Capitalism permitted money to make money, so that the rich made money easier than did poor people who needed it. Utopian ideas about how to fix this had been tried, but the people who tried them either changed their minds under the weight of evidence of failure, or they went down with the ship. Darwinism of ideas triumphed and so did capitalism.
But although unrestricted trade was good and natural to tribes trading crockery for feathers, or for farmers selling food for cloths and farm equipment, it was not so good when the rich sat back and watched money grow on their computer screens because their grandfathers had done well in the lottery once, while the person who cooked their food found money frighteningly scarce.

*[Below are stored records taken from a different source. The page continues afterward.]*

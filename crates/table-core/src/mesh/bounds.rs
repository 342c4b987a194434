//! Axis-aligned bounding box for mesh sections.

use glam::Vec3;

/// Axis-aligned bounding box.
#[derive(Debug, Clone, Copy, PartialEq)]
pub struct BoundingBox {
    /// Minimum corner of the bounding box.
    pub min: Vec3,
    /// Maximum corner of the bounding box.
    pub max: Vec3,
}

impl Default for BoundingBox {
    fn default() -> Self {
        Self::empty()
    }
}

impl BoundingBox {
    /// Creates a new bounding box from min and max points.
    pub fn new(min: Vec3, max: Vec3) -> Self {
        Self { min, max }
    }

    /// Creates an empty (inverted) bounding box.
    pub fn empty() -> Self {
        Self {
            min: Vec3::splat(f32::INFINITY),
            max: Vec3::splat(f32::NEG_INFINITY),
        }
    }

    /// Creates a bounding box from a center point and full extents.
    pub fn from_center_size(center: Vec3, size: Vec3) -> Self {
        let half = size / 2.0;
        Self {
            min: center - half,
            max: center + half,
        }
    }

    /// Creates a bounding box that contains all given points.
    pub fn from_points(points: impl IntoIterator<Item = Vec3>) -> Self {
        points
            .into_iter()
            .fold(Self::empty(), |bbox, point| bbox.expand_to_include(point))
    }

    /// Returns true if no point has been added yet.
    pub fn is_empty(&self) -> bool {
        self.min.cmpgt(self.max).any()
    }

    /// Returns the center of the bounding box.
    pub fn center(&self) -> Vec3 {
        (self.min + self.max) * 0.5
    }

    /// Returns the size (full extents) of the bounding box.
    pub fn size(&self) -> Vec3 {
        self.max - self.min
    }

    /// Returns true if the bounding box contains the given point.
    pub fn contains_point(&self, point: Vec3) -> bool {
        point.cmpge(self.min).all() && point.cmple(self.max).all()
    }

    /// Returns the union of two bounding boxes.
    pub fn union(&self, other: &BoundingBox) -> BoundingBox {
        BoundingBox {
            min: self.min.min(other.min),
            max: self.max.max(other.max),
        }
    }

    /// Returns a new bounding box expanded to include the given point.
    pub fn expand_to_include(&self, point: Vec3) -> BoundingBox {
        BoundingBox {
            min: self.min.min(point),
            max: self.max.max(point),
        }
    }
}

Also everyone got cancer. There was so much cancer that the magazines sold in supermarkets have expanded their repertoire from weight loss and desert-cooking to include quacky cancer-prevention and treatment. The captions next to those plastic surgery models who sucked their stomachs in for the camera read: "Living next to a nuclear stockpile? New organic wallpaper can filter some of those rays!". The National Enquirer was more to the point: "Historians uncover scientific way of surviving meltdown called 'Duck and Cover'". The trashier ones even proposed that "Duck and cover" was a good survival strategy in case of Armageddon, which was permanently scheduled a month or two after the publication of the paper predicting it.
So the government of Earth found a way to get rid of both the stockpiling of self-perpetuating money and the rotting piles of nukes everywhere. (Overpopulation made it impossible to keep nukes in unpopulated areas.) Although some senators were proposing a natural solution to overpopulation in the world and in prison would be to let all the prisoners, especially murderers, go, Earthlings would not do that for some time yet.

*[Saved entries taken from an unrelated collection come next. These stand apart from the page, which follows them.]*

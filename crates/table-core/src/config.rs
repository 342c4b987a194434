//! Table parameter files (RON)

use std::path::Path;

use glam::Vec3;

use crate::table::TableParams;

impl TableParams {
    /// Save parameters to a file
    pub fn save(&self, path: impl AsRef<Path>) -> Result<(), ConfigError> {
        let path = path.as_ref();
        let content = self.to_bytes()?;
        std::fs::write(path, content).map_err(|e| ConfigError::Io(e.to_string()))?;
        tracing::info!("Saved table parameters to {:?}", path);
        Ok(())
    }

    /// Serialize parameters to bytes
    pub fn to_bytes(&self) -> Result<Vec<u8>, ConfigError> {
        let content = ron::ser::to_string_pretty(self, ron::ser::PrettyConfig::default())
            .map_err(|e| ConfigError::Serialize(e.to_string()))?;
        Ok(content.into_bytes())
    }

    /// Load parameters from a file
    pub fn load(path: impl AsRef<Path>) -> Result<Self, ConfigError> {
        let path = path.as_ref();
        let content = std::fs::read_to_string(path).map_err(|e| ConfigError::Io(e.to_string()))?;
        Self::from_ron(&content)
    }

    /// Load parameters from bytes
    pub fn load_from_bytes(data: &[u8]) -> Result<Self, ConfigError> {
        let content =
            std::str::from_utf8(data).map_err(|e| ConfigError::Deserialize(e.to_string()))?;
        Self::from_ron(content)
    }

    fn from_ron(content: &str) -> Result<Self, ConfigError> {
        let params: TableParams =
            ron::from_str(content).map_err(|e| ConfigError::Deserialize(e.to_string()))?;
        params.validate()?;
        Ok(params)
    }

    /// Reject non-finite dimensions
    ///
    /// Zero or negative extents are allowed; they only yield degenerate faces.
    pub fn validate(&self) -> Result<(), ConfigError> {
        check_finite("size", self.size)?;
        check_finite("leg_size", self.leg_size)
    }
}

fn check_finite(field: &'static str, value: Vec3) -> Result<(), ConfigError> {
    if value.is_finite() {
        Ok(())
    } else {
        Err(ConfigError::InvalidDimension {
            field,
            value: value.to_array(),
        })
    }
}

/// Parameter file errors
#[derive(Debug, Clone, thiserror::Error)]
pub enum ConfigError {
    #[error("IO error: {0}")]
    Io(String),
    #[error("Serialization error: {0}")]
    Serialize(String),
    #[error("Deserialization error: {0}")]
    Deserialize(String),
    #[error("Invalid {field}: {value:?} is not finite")]
    InvalidDimension {
        field: &'static str,
        value: [f32; 3],
    },
}

#[cfg(test)]
mod tests {
    use super::*;
    use crate::table::MaterialHandle;

    #[test]
    fn test_save_and_load() {
        let dir = tempfile::tempdir().unwrap();
        let path = dir.path().join("table.ron");
        let params = TableParams::new(Vec3::new(120.0, 80.0, 4.0), Vec3::new(6.0, 6.0, 70.0))
            .with_material(MaterialHandle::new());

        params.save(&path).unwrap();
        let loaded = TableParams::load(&path).unwrap();
        assert_eq!(loaded, params);
    }

    #[test]
    fn test_partial_file_uses_defaults() {
        let params = TableParams::load_from_bytes(b"(size: (80.0, 60.0, 4.0))").unwrap();
        assert_eq!(params.size, Vec3::new(80.0, 60.0, 4.0));
        assert_eq!(params.leg_size, TableParams::default().leg_size);
        assert!(params.material.is_none());
    }

    #[test]
    fn test_bytes_roundtrip_without_material() {
        let params = TableParams::default();
        let bytes = params.to_bytes().unwrap();
        assert_eq!(TableParams::load_from_bytes(&bytes).unwrap(), params);
    }

    #[test]
    fn test_validate_rejects_nan() {
        let params = TableParams::new(Vec3::new(f32::NAN, 1.0, 1.0), Vec3::ONE);
        assert!(matches!(
            params.validate(),
            Err(ConfigError::InvalidDimension { field: "size", .. })
        ));
        let params = TableParams::new(Vec3::ONE, Vec3::new(1.0, f32::INFINITY, 1.0));
        assert!(matches!(
            params.validate(),
            Err(ConfigError::InvalidDimension {
                field: "leg_size",
                ..
            })
        ));
    }

    #[test]
    fn test_validate_allows_degenerate_sizes() {
        let params = TableParams::new(Vec3::ZERO, Vec3::new(-1.0, 2.0, 3.0));
        assert!(params.validate().is_ok());
    }

    #[test]
    fn test_load_missing_file() {
        let dir = tempfile::tempdir().unwrap();
        let err = TableParams::load(dir.path().join("absent.ron")).unwrap_err();
        assert!(matches!(err, ConfigError::Io(_)));
    }

    #[test]
    fn test_load_garbage() {
        let err = TableParams::load_from_bytes(b"not ron at all {").unwrap_err();
        assert!(matches!(err, ConfigError::Deserialize(_)));
    }
}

Now they got rid of the money problem and the nukes in one fell swoop: they put the radioactive stuff in the money and got rid of electronic cash.
Money was now orange, with a picture that could either have been an atom or a planet with many moons drawn in black on it. On the reverse was a surgeon generals warning.
The warning said "owning too many of these is hazardous to your health" or "pregnant women should let their husbands manage finances or risk birth defects" and other stuff like that. The larger bills had more nuclear material in them and said so.
Banks didn't do so well. No one would work for them, and paying employees more for hazardous work that involves money didn't solve anything.
People had to keep their own money or give it away. Trying to place it elsewhere caused the people who did have to live next to it to sue. Thus, faced with the choice of getting cancer or getting sued, most people just gave it away.
The overall health didn't suffer much because there was just as much radioactive material as there always was, but the very rich either died or gave everything they didn't need or want away, and the very poor no longer found money in such short supply.